Did it take you long to learn how to edit video?

Janet Newenham:

It took me a while to learn how to edit a video well.

Niall Doherty:

Yeah.

Janet Newenham:

The first few were pretty awful, but some of them, I think, it’s a skill that I picked up quite early on, and I enjoy doing it. Now, it takes me maybe an hour to edit a good video, which is not very long. As long as I’ve got the shots, as long as I’ve got all the right shots and stuff. Now, I’m just trying to step it up a bit, because I want it to be more presenter style, whereas before, it was just, I was never actually in the shot. Now, I’m trying to put myself in the shot. It’s just trickier, because I have to use my tripod and make sure, do it a few times to make sure I am actually in the show when I’m recording and that you could hear me.

Niall Doherty:

Yeah.

Janet Newenham:

Yeah.

Niall Doherty:

I want to go back to … You told us how much you earned on average now, and you mentioned as well, you work way less now. Can you give us an idea of the time commitment?

Janet Newenham:

Well, I could easily get all my work done every week in one day. That’s a fact. It depends how much I’m procrastinating. My main earner, my main clients, I can get the article done, it normally takes me three hours, sometimes it takes me two hours. I could get all my other articles done that I need to get done, paid work, in probably another three or four hours. I’ll say one day, like eight hours, eight hours a week. That’s for my freelance writing not my blog. That’s eight hours a week for my freelance writing.

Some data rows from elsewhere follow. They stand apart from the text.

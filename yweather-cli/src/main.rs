//! Binary crate for the `yweather` command-line tool.
//!
//! This crate focuses on:
//! - Parsing CLI arguments
//! - Interactive configuration
//! - Human-friendly output formatting

use clap::Parser;

mod cli;

#[tokio::main]
async fn main() -> anyhow::Result<()> {
    tracing_subscriber::fmt()
        .with_env_filter(
            tracing_subscriber::EnvFilter::try_from_default_env()
                .unwrap_or_else(|_| tracing_subscriber::EnvFilter::new("warn")),
        )
        .with_writer(std::io::stderr)
        .init();

    let cmd = cli::Cli::parse();
    cmd.run().await
}
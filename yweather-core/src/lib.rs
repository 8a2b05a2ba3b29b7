//! Current weather conditions from Yahoo! Weather.
//!
//! This crate defines:
//! - The YQL queries and the provider's response layout
//! - A small namespace-aware XML reader for those responses
//! - Display rules turning raw values into [`WeatherReport`] strings
//! - Configuration handling for callers
//!
//! The entry point is [`fetch_weather`], or [`WeatherClient::fetch_weather`]
//! for a configured client. It is used by `yweather-cli`.

pub mod client;
pub mod config;
pub mod error;
pub mod format;
mod locale;
pub mod model;
mod report;
pub mod xml;
pub mod yql;

pub use client::{WeatherClient, fetch_weather};
pub use config::Config;
pub use error::{WeatherError, XmlError};
pub use model::{UnitSystem, WeatherReport};
pub use xml::{Namespaces, ParsedResponse};
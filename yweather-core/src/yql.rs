//! Yahoo! Query Language requests and the response layout they produce.

use crate::model::UnitSystem;
use crate::xml::Namespaces;

/// Public YQL endpoint; queries go in the `q` parameter.
pub const DEFAULT_ENDPOINT: &str = "https://query.yahooapis.com/v1/public/yql";

/// Namespace of the `yweather:*` elements in forecast responses.
pub const YWEATHER_NS: &str = "http://xml.weather.yahoo.com/ns/rss/1.0";

const PREFIX: &str = "yweather";

/// Bindings needed to evaluate [`Field::path`] lookups.
pub fn namespaces() -> Namespaces {
    Namespaces::new().bind(PREFIX, YWEATHER_NS)
}

fn place_filter(location: &str) -> String {
    format!("woeid in (select woeid from geo.places(1) where text=\"{location}\")")
}

/// Query selecting only the resolved location, used to detect the country.
pub fn locale_query(location: &str) -> String {
    format!(
        "select location from weather.forecast where {}",
        place_filter(location)
    )
}

/// Query selecting the full forecast channel in the given unit system.
pub fn weather_query(location: &str, units: UnitSystem) -> String {
    let query = format!("select * from weather.forecast where {}", place_filter(location));
    match units {
        UnitSystem::Imperial => query,
        UnitSystem::Metric => query + " AND u=\"c\"",
    }
}

#[derive(Debug, Clone, Copy, PartialEq, Eq)]
pub enum Subtree {
    Channel,
    Item,
}

impl Subtree {
    fn path(self) -> &'static str {
        match self {
            Subtree::Channel => "/query/results/channel",
            Subtree::Item => "/query/results/channel/item",
        }
    }
}

/// One `yweather:<tag>/@<attribute>` value and what to show when it is missing.
#[derive(Debug, Clone, Copy, PartialEq, Eq)]
pub struct Field {
    pub subtree: Subtree,
    pub tag: &'static str,
    pub attribute: &'static str,
    pub fallback: &'static str,
}

impl Field {
    const fn channel(tag: &'static str, attribute: &'static str, fallback: &'static str) -> Self {
        Self {
            subtree: Subtree::Channel,
            tag,
            attribute,
            fallback,
        }
    }

    const fn item(tag: &'static str, attribute: &'static str, fallback: &'static str) -> Self {
        Self {
            subtree: Subtree::Item,
            tag,
            attribute,
            fallback,
        }
    }

    pub fn path(&self) -> String {
        format!(
            "{}/{PREFIX}:{}/@{}",
            self.subtree.path(),
            self.tag,
            self.attribute
        )
    }
}

/// Sentinel bearing substituted when the wind direction is missing.
pub const NO_BEARING: &str = "-999";

pub mod fields {
    use super::{Field, NO_BEARING};

    pub const CITY: Field = Field::channel("location", "city", "Unknown City");
    pub const REGION: Field = Field::channel("location", "region", "Unknown Region");
    pub const COUNTRY: Field = Field::channel("location", "country", "Unknown Country");

    pub const CONDITIONS: Field = Field::item("condition", "text", "Unknown Conditions");
    pub const TEMPERATURE: Field = Field::item("condition", "temp", "Unknown");
    pub const UPDATED: Field = Field::item("condition", "date", "Unknown Time");

    pub const WIND_SPEED: Field = Field::channel("wind", "speed", "Unknown Speed");
    pub const WIND_DIRECTION: Field = Field::channel("wind", "direction", NO_BEARING);
    pub const WIND_CHILL: Field = Field::channel("wind", "chill", "Unknown");

    pub const PRESSURE: Field = Field::channel("atmosphere", "pressure", "Unknown Pressure");
    pub const PRESSURE_TREND: Field = Field::channel("atmosphere", "rising", "Unknown Stability");
    pub const HUMIDITY: Field = Field::channel("atmosphere", "humidity", "?");
    pub const VISIBILITY: Field = Field::channel("atmosphere", "visibility", "?");

    pub const SUNRISE: Field = Field::channel("astronomy", "sunrise", "Unknown Time");
    pub const SUNSET: Field = Field::channel("astronomy", "sunset", "Unknown Time");

    pub const TEMPERATURE_UNIT: Field = Field::channel("units", "temperature", "Unknown Units");
    pub const SPEED_UNIT: Field = Field::channel("units", "speed", "Unknown Units");
    pub const PRESSURE_UNIT: Field = Field::channel("units", "pressure", "Unknown Units");
    pub const DISTANCE_UNIT: Field = Field::channel("units", "distance", "Unknown Units");
}

#[cfg(test)]
mod tests {
    use super::*;

    #[test]
    fn field_paths() {
        assert_eq!(
            fields::COUNTRY.path(),
            "/query/results/channel/yweather:location/@country"
        );
        assert_eq!(
            fields::CONDITIONS.path(),
            "/query/results/channel/item/yweather:condition/@text"
        );
    }

    #[test]
    fn metric_query_carries_unit_selector() {
        let imperial = weather_query("Columbus, OH", UnitSystem::Imperial);
        let metric = weather_query("Columbus, OH", UnitSystem::Metric);

        assert_eq!(
            imperial,
            "select * from weather.forecast where woeid in \
             (select woeid from geo.places(1) where text=\"Columbus, OH\")"
        );
        assert_eq!(metric, format!("{imperial} AND u=\"c\""));
    }

    #[test]
    fn locale_query_selects_only_location() {
        assert!(locale_query("Paris").starts_with("select location from weather.forecast"));
        assert!(locale_query("Paris").ends_with("text=\"Paris\")"));
    }
}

Well, my affiliate income is all passive income, so I don’t actually do anything. It just comes in every month front Affiliate Window, Hostelworld, and AdSense. That’s almost another thousand that at this stage I don’t have to do anything for that to keep coming in, but I obviously want to make more money, so I’m writing more blog posts with affiliate links all the time. Then I do sponsored posts and stuff as well, which could take, say, another two hours a week, another two hours. That brings to maybe 10 hours. Well, I do work crazy hours apart from that, but it’s not to make money. It’s just to build my blog.

Niall Doherty:

Yeah. Just for the freelance writing stuff, which you said brings in about two grand a month.

Janet Newenham:

Yeah.

Niall Doherty:

We’re talking about 10 hours a week?

Janet Newenham:

Yeah.

Niall Doherty:

Nice.

Janet Newenham:

Yeah, it’s good.

Niall Doherty:

Yeah. Is that how you would recommend … If someone wants to be a travel blogger, from everything I know about it, that takes a long time to really make good money from your blog, would you advise them to go the freelance writing route to start?

Janet Newenham:

I would recommend people don’t quit their job unless they have savings. That is honest, honest advice, because it is so hard to make money at the start. If your only focused at the start to become a travel blogger is to make money, you’re going to take every crappy gig that comes your way, and you’re going to be like, “Oh, you’re going to give me $50 to write an article about poker machines in Las Vegas? Cool, yeah, sure,” and you’ll do it, and your blog, no one is ever going to want to read your blog. It’s never going to build up to what you wanted it to be.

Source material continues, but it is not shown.